Oxford University Press
Title: Digital Cosmopolitanism
Description:
Digital cosmopolitanism engages with digital contexts from a perspective that looks to consciously go beyond methodological nationalism, conceptualizing this in terms of older discourses brought under the rubric of cosmopolitanism.
Cosmopolitanism is a long-established set of discourses with roots in ancient Greece, generally linked to Diogenes and the Cynic movement.
The term “cosmopolitanism” comes from κόσμος, or kosmos, i.
e.
, “world” or “universe” and πολίτης, or polites, meaning “citizen” or “of a city.
” Thus, early forms of cosmopolitanism may be seen as a conscious rejection of available identity scripts in favor of being a “citizen of the world.
” During the Enlightenment in Europe in the eighteenth century, cosmopolitanism reappeared and was conceptualized by a number of philosophers, most notably Immanuel Kant, who looked toward cosmopolitanism as a possible philosophical basis for world peace.
Enlightenment forms of cosmopolitanism have often been criticized as actually harboring a type of domineering European universalism.
More recent authors have looked to de-Europeanize cosmopolitanism and have argued that discourses based around the notion of belonging to something broader, “beyond the local” may be seen in a variety of global contexts, and not just in Europe.
Cosmopolitanism became a fashionable term in academic discussions in the 1990s—with the fall of communism and the advance of globalization and new digital technologies—with a proliferation of new adjectival cosmopolitanisms, e.
g.
, from subaltern cosmopolitanism to feminist cosmopolitanism to postcolonial cosmopolitanism.
It has been suggested that there may be close to 150 adjectival cosmopolitanisms in circulation.
The term “digital cosmopolitanism” may be seen as an adjectival cosmopolitanism that has had a degree of sustainability.
There have also been a number of macro-categorizations of cosmopolitanism.
These generally are oriented around three categories.

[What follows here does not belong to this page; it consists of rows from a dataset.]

//! Image preprocessing matching the model's pretrained configuration
//!
//! The eval path follows timm's inference transform: resize so the shorter
//! side is `size / crop_pct`, center crop to the input size, scale to `[0, 1]`
//! and normalize per channel. The augmented path used for training replaces
//! the resize + center crop with a random resized crop and a random
//! horizontal flip.

use crate::model_config::PretrainedConfig;
use candle_core::{Device, Result, Tensor};
use image::imageops::{self, FilterType};
use image::{DynamicImage, RgbImage};
use rand::Rng;

const CROP_SCALE: (f64, f64) = (0.08, 1.0);
const CROP_RATIO: (f64, f64) = (3.0 / 4.0, 4.0 / 3.0);
const CROP_ATTEMPTS: usize = 10;

/// Deterministic image-to-tensor transform for one model
#[derive(Debug, Clone)]
pub struct Transform {
    height: u32,
    width: u32,
    resize_shorter: u32,
    filter: FilterType,
    mean: [f32; 3],
    std: [f32; 3],
}

impl Transform {
    /// Build the transform described by a model's pretrained configuration
    pub fn from_pretrained(cfg: &PretrainedConfig) -> Self {
        let [_, height, width] = cfg.input_size;
        let crop_pct = if cfg.crop_pct > 0.0 { cfg.crop_pct } else { 1.0 };
        let longest = height.max(width) as f32;

        Self {
            height: height as u32,
            width: width as u32,
            resize_shorter: (longest / crop_pct).floor() as u32,
            filter: filter_from_name(&cfg.interpolation),
            mean: cfg.mean,
            std: cfg.std,
        }
    }

    /// Expected output shape: channels, height, width
    pub fn input_shape(&self) -> [usize; 3] {
        [3, self.height as usize, self.width as usize]
    }

    /// Eval transform: resize, center crop, normalize
    pub fn apply(&self, image: &DynamicImage, device: &Device) -> Result<Tensor> {
        let rgb = flatten_alpha(image);
        let resized = self.resize_shorter_side(&rgb);

        let x = (resized.width() - self.width) / 2;
        let y = (resized.height() - self.height) / 2;
        let cropped = imageops::crop_imm(&resized, x, y, self.width, self.height).to_image();

        self.to_tensor(&cropped, device)
    }

    /// Training transform: random resized crop, random horizontal flip, normalize
    pub fn apply_augmented<R: Rng>(
        &self,
        image: &DynamicImage,
        rng: &mut R,
        device: &Device,
    ) -> Result<Tensor> {
        let rgb = flatten_alpha(image);
        let (x, y, w, h) = random_resized_crop_box(rgb.width(), rgb.height(), rng);

        let crop = imageops::crop_imm(&rgb, x, y, w, h).to_image();
        let mut resized = imageops::resize(&crop, self.width, self.height, self.filter);
        if rng.gen_bool(0.5) {
            imageops::flip_horizontal_in_place(&mut resized);
        }

        self.to_tensor(&resized, device)
    }

    fn resize_shorter_side(&self, rgb: &RgbImage) -> RgbImage {
        let (w, h) = rgb.dimensions();
        let shorter = w.min(h).max(1) as f32;
        let scale = self.resize_shorter as f32 / shorter;

        let new_w = ((w as f32 * scale).round() as u32).max(self.width);
        let new_h = ((h as f32 * scale).round() as u32).max(self.height);

        imageops::resize(rgb, new_w, new_h, self.filter)
    }

    fn to_tensor(&self, rgb: &RgbImage, device: &Device) -> Result<Tensor> {
        let (w, h) = rgb.dimensions();
        let plane = (w * h) as usize;
        let mut data = vec![0f32; 3 * plane];

        for (idx, pixel) in rgb.pixels().enumerate() {
            for c in 0..3 {
                let value = pixel[c] as f32 / 255.0;
                data[c * plane + idx] = (value - self.mean[c]) / self.std[c];
            }
        }

        Tensor::from_vec(data, (3, h as usize, w as usize), device)
    }
}

/// Convert any decoded image to opaque RGB.
///
/// The alpha channel is dropped as-is; transparent pixels keep whatever color
/// they carry rather than being composited over a background.
pub fn flatten_alpha(image: &DynamicImage) -> RgbImage {
    image.to_rgb8()
}

fn filter_from_name(name: &str) -> FilterType {
    match name.to_lowercase().as_str() {
        "bilinear" => FilterType::Triangle,
        "nearest" => FilterType::Nearest,
        "lanczos" => FilterType::Lanczos3,
        _ => FilterType::CatmullRom,
    }
}

/// Pick a crop box covering a random area and aspect ratio of the source
fn random_resized_crop_box<R: Rng>(
    width: u32,
    height: u32,
    rng: &mut R,
) -> (u32, u32, u32, u32) {
    let area = (width as f64) * (height as f64);
    let (log_lo, log_hi) = (CROP_RATIO.0.ln(), CROP_RATIO.1.ln());

    for _ in 0..CROP_ATTEMPTS {
        let target_area = area * rng.gen_range(CROP_SCALE.0..=CROP_SCALE.1);
        let aspect = rng.gen_range(log_lo..=log_hi).exp();

        let w = (target_area * aspect).sqrt().round() as u32;
        let h = (target_area / aspect).sqrt().round() as u32;

        if w > 0 && h > 0 && w <= width && h <= height {
            let x = rng.gen_range(0..=width - w);
            let y = rng.gen_range(0..=height - h);
            return (x, y, w, h);
        }
    }

    // Fall back to the largest centered crop within the ratio bounds
    let in_ratio = width as f64 / height.max(1) as f64;
    let (w, h) = if in_ratio < CROP_RATIO.0 {
        (width, ((width as f64 / CROP_RATIO.0).round() as u32).min(height))
    } else if in_ratio > CROP_RATIO.1 {
        (((height as f64 * CROP_RATIO.1).round() as u32).min(width), height)
    } else {
        (width, height)
    };

    ((width - w) / 2, (height - h) / 2, w.max(1), h.max(1))
}

#[cfg(test)]
mod tests {
    use super::*;
    use image::{Rgb, Rgba, RgbaImage};
    use rand::rngs::StdRng;
    use rand::SeedableRng;

    fn small_config() -> PretrainedConfig {
        PretrainedConfig {
            input_size: [3, 32, 32],
            crop_pct: 1.0,
            mean: [0.0, 0.0, 0.0],
            std: [1.0, 1.0, 1.0],
            ..Default::default()
        }
    }

    fn solid(width: u32, height: u32, color: [u8; 3]) -> DynamicImage {
        DynamicImage::ImageRgb8(RgbImage::from_pixel(width, height, Rgb(color)))
    }

    #[test]
    fn test_eval_output_shape_and_values() {
        let transform = Transform::from_pretrained(&small_config());
        let tensor = transform
            .apply(&solid(100, 60, [255, 0, 0]), &Device::Cpu)
            .unwrap();

        assert_eq!(tensor.dims(), &[3, 32, 32]);

        let means = tensor.flatten_from(1).unwrap().mean(1).unwrap().to_vec1::<f32>().unwrap();
        assert!((means[0] - 1.0).abs() < 1e-3);
        assert!(means[1].abs() < 1e-3);
        assert!(means[2].abs() < 1e-3);
    }

    #[test]
    fn test_normalization_uses_mean_and_std() {
        let cfg = PretrainedConfig {
            input_size: [3, 8, 8],
            crop_pct: 1.0,
            ..Default::default()
        };
        let transform = Transform::from_pretrained(&cfg);
        let tensor = transform.apply(&solid(8, 8, [0, 0, 0]), &Device::Cpu).unwrap();

        let first = tensor
            .flatten_from(1)
            .and_then(|t| t.narrow(1, 0, 1))
            .and_then(|t| t.flatten_all())
            .unwrap()
            .to_vec1::<f32>()
            .unwrap();
        assert!((first[0] + 0.485 / 0.229).abs() < 1e-4);
    }

    #[test]
    fn test_rgba_is_flattened() {
        let rgba = RgbaImage::from_pixel(40, 40, Rgba([0, 255, 0, 0]));
        let transform = Transform::from_pretrained(&small_config());
        let tensor = transform
            .apply(&DynamicImage::ImageRgba8(rgba), &Device::Cpu)
            .unwrap();

        assert_eq!(tensor.dims(), &[3, 32, 32]);
    }

    #[test]
    fn test_grayscale_expands_to_three_channels() {
        let gray = image::GrayImage::from_pixel(50, 50, image::Luma([128]));
        let transform = Transform::from_pretrained(&small_config());
        let tensor = transform
            .apply(&DynamicImage::ImageLuma8(gray), &Device::Cpu)
            .unwrap();

        assert_eq!(tensor.dims(), &[3, 32, 32]);
    }

    #[test]
    fn test_crop_pct_enlarges_resize() {
        let cfg = PretrainedConfig {
            input_size: [3, 224, 224],
            crop_pct: 0.875,
            ..Default::default()
        };
        let transform = Transform::from_pretrained(&cfg);
        assert_eq!(transform.resize_shorter, 256);
    }

    #[test]
    fn test_augmented_output_shape() {
        let transform = Transform::from_pretrained(&small_config());
        let mut rng = StdRng::seed_from_u64(7);

        for (w, h) in [(100, 100), (300, 20), (5, 200), (1, 1)] {
            let tensor = transform
                .apply_augmented(&solid(w, h, [10, 20, 30]), &mut rng, &Device::Cpu)
                .unwrap();
            assert_eq!(tensor.dims(), &[3, 32, 32]);
        }
    }

    #[test]
    fn test_crop_box_stays_inside_image() {
        let mut rng = StdRng::seed_from_u64(42);
        for _ in 0..200 {
            let (x, y, w, h) = random_resized_crop_box(120, 80, &mut rng);
            assert!(w > 0 && h > 0);
            assert!(x + w <= 120);
            assert!(y + h <= 80);
        }
    }
}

Cosmopolitanism discourses may be grouped around (1) political philosophical discussions, often ethically- and morally based with a normative critique and, at times, visions of world institutions; (2) a more descriptive wider perspective drawn especially from sociology and history that looks at lived forms of cultural mixing and solidarity beyond the national; and (3) a cultural studies and social theory approach, drawing partly on both normative and descriptive approaches, often conceived as a critical cosmopolitanism and/or processual, and that views cosmopolitanism not only in terms of transformation, but also in relation to multilayered connections.
Digital cosmopolitanism may also be seen in terms of a similar macro-categorization, applied to the digital context.
There is also a degree of crossover between digital cosmopolitanism and areas such as cyber-utopianism, globalized activism, and postcolonial resistance.
These discourse lines also use, at times, the language of digital cosmopolitanism.